Stored data:
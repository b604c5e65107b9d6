// ==========================================
// Abrazaderas - clamp value objects
// ==========================================
// ClampSpec: validated technical attributes
// EncodedCode / DecodedCode: codec outputs (wire vocabulary in Spanish)
// ParsedClampSpec: best-effort free-text extraction
// ==========================================

use crate::domain::error::{ClampError, ClampResult};
use crate::domain::types::{ClampField, Fabrication, Shape};
use crate::i18n::t_with_args;
use serde::{Deserialize, Serialize};

/// Diameters a LAMINADA clamp can be made in.
pub const LAMINATED_ALLOWED_DIAMETERS: [&str; 3] = ["3/4", "1", "7/8"];

pub fn laminated_allows(diameter: &str) -> bool {
    LAMINATED_ALLOWED_DIAMETERS.contains(&diameter.trim())
}

pub(crate) fn laminated_not_allowed(diameter: &str) -> ClampError {
    let allowed: Vec<String> = LAMINATED_ALLOWED_DIAMETERS
        .iter()
        .map(|d| d.to_string())
        .collect();
    ClampError::laminated_diameter(diameter, &allowed)
}

// ==========================================
// ClampSpec
// ==========================================
#[derive(Debug, Clone, PartialEq, Eq, Serialize)]
pub struct ClampSpec {
    #[serde(rename = "tipo")]
    fabrication: Fabrication,
    #[serde(rename = "diametro")]
    diameter: String,
    #[serde(rename = "ancho")]
    width_mm: u32,
    #[serde(rename = "largo")]
    length_mm: u32,
    #[serde(rename = "forma")]
    shape: Shape,
    #[serde(rename = "zincada")]
    is_zincated: bool,
}

impl ClampSpec {
    /// Build a spec, enforcing positive dimensions and the LAMINADA diameter subset.
    pub fn new(
        fabrication: Fabrication,
        diameter: &str,
        width_mm: u32,
        length_mm: u32,
        shape: Shape,
        is_zincated: bool,
    ) -> ClampResult<Self> {
        let diameter = diameter.trim();
        if diameter.is_empty() {
            return Err(ClampError::validation(
                ClampField::Diametro,
                crate::i18n::t("clamp.diameter_required"),
            ));
        }
        ensure_positive(ClampField::Ancho, width_mm)?;
        ensure_positive(ClampField::Largo, length_mm)?;

        if fabrication == Fabrication::Laminada && !laminated_allows(diameter) {
            return Err(laminated_not_allowed(diameter));
        }

        Ok(Self {
            fabrication,
            diameter: diameter.to_string(),
            width_mm,
            length_mm,
            shape,
            is_zincated,
        })
    }

    pub fn fabrication(&self) -> Fabrication {
        self.fabrication
    }

    pub fn diameter(&self) -> &str {
        &self.diameter
    }

    pub fn width_mm(&self) -> u32 {
        self.width_mm
    }

    pub fn length_mm(&self) -> u32 {
        self.length_mm
    }

    pub fn shape(&self) -> Shape {
        self.shape
    }

    pub fn is_zincated(&self) -> bool {
        self.is_zincated
    }
}

pub(crate) fn ensure_positive(field: ClampField, value: u32) -> ClampResult<()> {
    if value == 0 {
        let label = crate::i18n::t(&field.label_key());
        return Err(ClampError::validation(
            field,
            t_with_args("clamp.dimension_not_positive", &[("field", &label)]),
        ));
    }
    Ok(())
}

// ==========================================
// EncodeRequest - raw encode input
// ==========================================
// Type and shape are aliases resolved by the codec (ABT / TREFILADA, P / PLANA ...).
#[derive(Debug, Clone, PartialEq, Eq)]
pub struct EncodeRequest {
    pub fabrication: String,
    pub diameter: String,
    pub width: u32,
    pub length: u32,
    pub shape: String,
    /// Fail instead of warning when the diameter has no table entry.
    pub strict_diameter_mapping: bool,
}

impl EncodeRequest {
    pub fn new(fabrication: &str, diameter: &str, width: u32, length: u32, shape: &str) -> Self {
        Self {
            fabrication: fabrication.to_string(),
            diameter: diameter.to_string(),
            width,
            length,
            shape: shape.to_string(),
            strict_diameter_mapping: false,
        }
    }

    pub fn strict(mut self, strict: bool) -> Self {
        self.strict_diameter_mapping = strict;
        self
    }
}

impl From<&ClampSpec> for EncodeRequest {
    fn from(spec: &ClampSpec) -> Self {
        EncodeRequest::new(
            spec.fabrication.as_str(),
            &spec.diameter,
            spec.width_mm,
            spec.length_mm,
            spec.shape.as_str(),
        )
    }
}

// ==========================================
// EncodedCode - encode output with metadata
// ==========================================
#[derive(Debug, Clone, PartialEq, Eq, Serialize, Deserialize)]
pub struct EncodedCode {
    #[serde(rename = "codigo")]
    pub code: String,
    #[serde(rename = "prefijo")]
    pub prefix: String,
    #[serde(rename = "tipo")]
    pub fabrication: Fabrication,
    #[serde(rename = "diametro")]
    pub diameter: String,
    #[serde(rename = "diametro_compactado")]
    pub diameter_compact: String,
    #[serde(rename = "diametro_requiere_mapeo")]
    pub requires_mapping: bool,
    #[serde(rename = "ancho")]
    pub width: u32,
    #[serde(rename = "largo")]
    pub length: u32,
    #[serde(rename = "forma_codigo")]
    pub shape_code: String,
    #[serde(rename = "forma")]
    pub shape: Shape,
    pub warnings: Vec<String>,
}

// ==========================================
// DecodedCode - decode output
// ==========================================
#[derive(Debug, Clone, PartialEq, Eq, Serialize, Deserialize)]
pub struct DecodedCode {
    #[serde(rename = "codigo_original")]
    pub original_code: String,
    #[serde(rename = "codigo_normalizado")]
    pub normalized_code: String,
    #[serde(rename = "prefijo")]
    pub prefix: String,
    #[serde(rename = "tipo")]
    pub fabrication: Fabrication,
    #[serde(rename = "forma_codigo")]
    pub shape_code: String,
    #[serde(rename = "forma")]
    pub shape: Shape,
    #[serde(rename = "diametro_compactado")]
    pub diameter_compact: String,
    #[serde(rename = "diametro")]
    pub diameter: String,
    #[serde(rename = "ancho")]
    pub width: u32,
    #[serde(rename = "largo")]
    pub length: u32,
    #[serde(rename = "diametro_requiere_mapeo")]
    pub requires_mapping: bool,
    pub parse_score: i32,
    pub parse_warnings: Vec<String>,
}

impl DecodedCode {
    /// Promote the decoded attributes to a validated spec.
    pub fn to_spec(&self, is_zincated: bool) -> ClampResult<ClampSpec> {
        ClampSpec::new(
            self.fabrication,
            &self.diameter,
            self.width,
            self.length,
            self.shape,
            is_zincated,
        )
    }

    pub fn is_ambiguous_or_unmapped(&self) -> bool {
        !self.parse_warnings.is_empty()
    }
}

// ==========================================
// ParsedClampSpec - free-text extraction result
// ==========================================
// Any field may be missing; confidence reflects quality and is reported as-is.
#[derive(Debug, Clone, PartialEq, Eq, Serialize, Deserialize)]
pub struct ParsedClampSpec {
    pub fabrication: Option<Fabrication>,
    pub diameter: Option<String>,
    pub width: Option<u32>,
    pub length: Option<u32>,
    pub shape: Option<Shape>,
    pub parse_confidence: i32,
    pub parse_warnings: Vec<String>,
}

impl Default for ParsedClampSpec {
    fn default() -> Self {
        Self {
            fabrication: None,
            diameter: None,
            width: None,
            length: None,
            shape: None,
            parse_confidence: 100,
            parse_warnings: Vec::new(),
        }
    }
}

impl ParsedClampSpec {
    pub fn is_complete(&self) -> bool {
        self.fabrication.is_some()
            && self.diameter.is_some()
            && self.width.is_some()
            && self.length.is_some()
            && self.shape.is_some()
    }

    /// Validated spec when every field was extracted and the combination is legal.
    pub fn to_spec(&self) -> Option<ClampSpec> {
        ClampSpec::new(
            self.fabrication?,
            self.diameter.as_deref()?,
            self.width?,
            self.length?,
            self.shape?,
            false,
        )
        .ok()
    }
}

__ASSIGNMENT__
The response should consist of every record, written out exactly as given.

__WRITTEN REPLY__
repository b604c5e65107b9d6
// ==========================================
// Abrazaderas - clamp value objects
// ==========================================
// ClampSpec: validated technical attributes
// EncodedCode / DecodedCode: codec outputs (wire vocabulary in Spanish)
// ParsedClampSpec: best-effort free-text extraction
// ==========================================

use crate::domain::error::{ClampError, ClampResult};
use crate::domain::types::{ClampField, Fabrication, Shape};
use crate::i18n::t_with_args;
use serde::{Deserialize, Serialize};

/// Diameters a LAMINADA clamp can be made in.
pub const LAMINATED_ALLOWED_DIAMETERS: [&str; 3] = ["3/4", "1", "7/8"];

pub fn laminated_allows(diameter: &str) -> bool {
    LAMINATED_ALLOWED_DIAMETERS.contains(&diameter.trim())
}

pub(crate) fn laminated_not_allowed(diameter: &str) -> ClampError {
    let allowed: Vec<String> = LAMINATED_ALLOWED_DIAMETERS
        .iter()
        .map(|d| d.to_string())
        .collect();
    ClampError::laminated_diameter(diameter, &allowed)
}

// ==========================================
// ClampSpec
// ==========================================
#[derive(Debug, Clone, PartialEq, Eq, Serialize)]
pub struct ClampSpec {
    #[serde(rename = "tipo")]
    fabrication: Fabrication,
    #[serde(rename = "diametro")]
    diameter: String,
    #[serde(rename = "ancho")]
    width_mm: u32,
    #[serde(rename = "largo")]
    length_mm: u32,
    #[serde(rename = "forma")]
    shape: Shape,
    #[serde(rename = "zincada")]
    is_zincated: bool,
}

impl ClampSpec {
    /// Build a spec, enforcing positive dimensions and the LAMINADA diameter subset.
    pub fn new(
        fabrication: Fabrication,
        diameter: &str,
        width_mm: u32,
        length_mm: u32,
        shape: Shape,
        is_zincated: bool,
    ) -> ClampResult<Self> {
        let diameter = diameter.trim();
        if diameter.is_empty() {
            return Err(ClampError::validation(
                ClampField::Diametro,
                crate::i18n::t("clamp.diameter_required"),
            ));
        }
        ensure_positive(ClampField::Ancho, width_mm)?;
        ensure_positive(ClampField::Largo, length_mm)?;

        if fabrication == Fabrication::Laminada && !laminated_allows(diameter) {
            return Err(laminated_not_allowed(diameter));
        }

        Ok(Self {
            fabrication,
            diameter: diameter.to_string(),
            width_mm,
            length_mm,
            shape,
            is_zincated,
        })
    }

    pub fn fabrication(&self) -> Fabrication {
        self.fabrication
    }

    pub fn diameter(&self) -> &str {
        &self.diameter
    }

    pub fn width_mm(&self) -> u32 {
        self.width_mm
    }

    pub fn length_mm(&self) -> u32 {
        self.length_mm
    }

    pub fn shape(&self) -> Shape {
        self.shape
    }

    pub fn is_zincated(&self) -> bool {
        self.is_zincated
    }
}

pub(crate) fn ensure_positive(field: ClampField, value: u32) -> ClampResult<()> {
    if value == 0 {
        let label = crate::i18n::t(&field.label_key());
        return Err(ClampError::validation(
            field,
            t_with_args("clamp.dimension_not_positive", &[("field", &label)]),
        ));
    }
    Ok(())
}

// ==========================================
// EncodeRequest - raw encode input
// ==========================================
// Type and shape are aliases resolved by the codec (ABT / TREFILADA, P / PLANA ...).
#[derive(Debug, Clone, PartialEq, Eq)]
pub struct EncodeRequest {
    pub fabrication: String,
    pub diameter: String,
    pub width: u32,
    pub length: u32,
    pub shape: String,
    /// Fail instead of warning when the diameter has no table entry.
    pub strict_diameter_mapping: bool,
}

impl EncodeRequest {
    pub fn new(fabrication: &str, diameter: &str, width: u32, length: u32, shape: &str) -> Self {
        Self {
            fabrication: fabrication.to_string(),
            diameter: diameter.to_string(),
            width,
            length,
            shape: shape.to_string(),
            strict_diameter_mapping: false,
        }
    }

    pub fn strict(mut self, strict: bool) -> Self {
        self.strict_diameter_mapping = strict;
        self
    }
}

impl From<&ClampSpec> for EncodeRequest {
    fn from(spec: &ClampSpec) -> Self {
        EncodeRequest::new(
            spec.fabrication.as_str(),
            &spec.diameter,
            spec.width_mm,
            spec.length_mm,
            spec.shape.as_str(),
        )
    }
}

// ==========================================
// EncodedCode - encode output with metadata
// ==========================================
#[derive(Debug, Clone, PartialEq, Eq, Serialize, Deserialize)]
pub struct EncodedCode {
    #[serde(rename = "codigo")]
    pub code: String,
    #[serde(rename = "prefijo")]
    pub prefix: String,
    #[serde(rename = "tipo")]
    pub fabrication: Fabrication,
    #[serde(rename = "diametro")]
    pub diameter: String,
    #[serde(rename = "diametro_compactado")]
    pub diameter_compact: String,
    #[serde(rename = "diametro_requiere_mapeo")]
    pub requires_mapping: bool,
    #[serde(rename = "ancho")]
    pub width: u32,
    #[serde(rename = "largo")]
    pub length: u32,
    #[serde(rename = "forma_codigo")]
    pub shape_code: String,
    #[serde(rename = "forma")]
    pub shape: Shape,
    pub warnings: Vec<String>,
}

// ==========================================
// DecodedCode - decode output
// ==========================================
#[derive(Debug, Clone, PartialEq, Eq, Serialize, Deserialize)]
pub struct DecodedCode {
    #[serde(rename = "codigo_original")]
    pub original_code: String,
    #[serde(rename = "codigo_normalizado")]
    pub normalized_code: String,
    #[serde(rename = "prefijo")]
    pub prefix: String,
    #[serde(rename = "tipo")]
    pub fabrication: Fabrication,
    #[serde(rename = "forma_codigo")]
    pub shape_code: String,
    #[serde(rename = "forma")]
    pub shape: Shape,
    #[serde(rename = "diametro_compactado")]
    pub diameter_compact: String,
    #[serde(rename = "diametro")]
    pub diameter: String,
    #[serde(rename = "ancho")]
    pub width: u32,
    #[serde(rename = "largo")]
    pub length: u32,
    #[serde(rename = "diametro_requiere_mapeo")]
    pub requires_mapping: bool,
    pub parse_score: i32,
    pub parse_warnings: Vec<String>,
}

impl DecodedCode {
    /// Promote the decoded attributes to a validated spec.
    pub fn to_spec(&self, is_zincated: bool) -> ClampResult<ClampSpec> {
        ClampSpec::new(
            self.fabrication,
            &self.diameter,
            self.width,
            self.length,
            self.shape,
            is_zincated,
        )
    }

    pub fn is_ambiguous_or_unmapped(&self) -> bool {
        !self.parse_warnings.is_empty()
    }
}

// ==========================================
// ParsedClampSpec - free-text extraction result
// ==========================================
// Any field may be missing; confidence reflects quality and is reported as-is.
#[derive(Debug, Clone, PartialEq, Eq, Serialize, Deserialize)]
pub struct ParsedClampSpec {
    pub fabrication: Option<Fabrication>,
    pub diameter: Option<String>,
    pub width: Option<u32>,
    pub length: Option<u32>,
    pub shape: Option<Shape>,
    pub parse_confidence: i32,
    pub parse_warnings: Vec<String>,
}

impl Default for ParsedClampSpec {
    fn default() -> Self {
        Self {
            fabrication: None,
            diameter: None,
            width: None,
            length: None,
            shape: None,
            parse_confidence: 100,
            parse_warnings: Vec::new(),
        }
    }
}

impl ParsedClampSpec {
    pub fn is_complete(&self) -> bool {
        self.fabrication.is_some()
            && self.diameter.is_some()
            && self.width.is_some()
            && self.length.is_some()
            && self.shape.is_some()
    }

    /// Validated spec when every field was extracted and the combination is legal.
    pub fn to_spec(&self) -> Option<ClampSpec> {
        ClampSpec::new(
            self.fabrication?,
            self.diameter.as_deref()?,
            self.width?,
            self.length?,
            self.shape?,
            false,
        )
        .ok()
    }
}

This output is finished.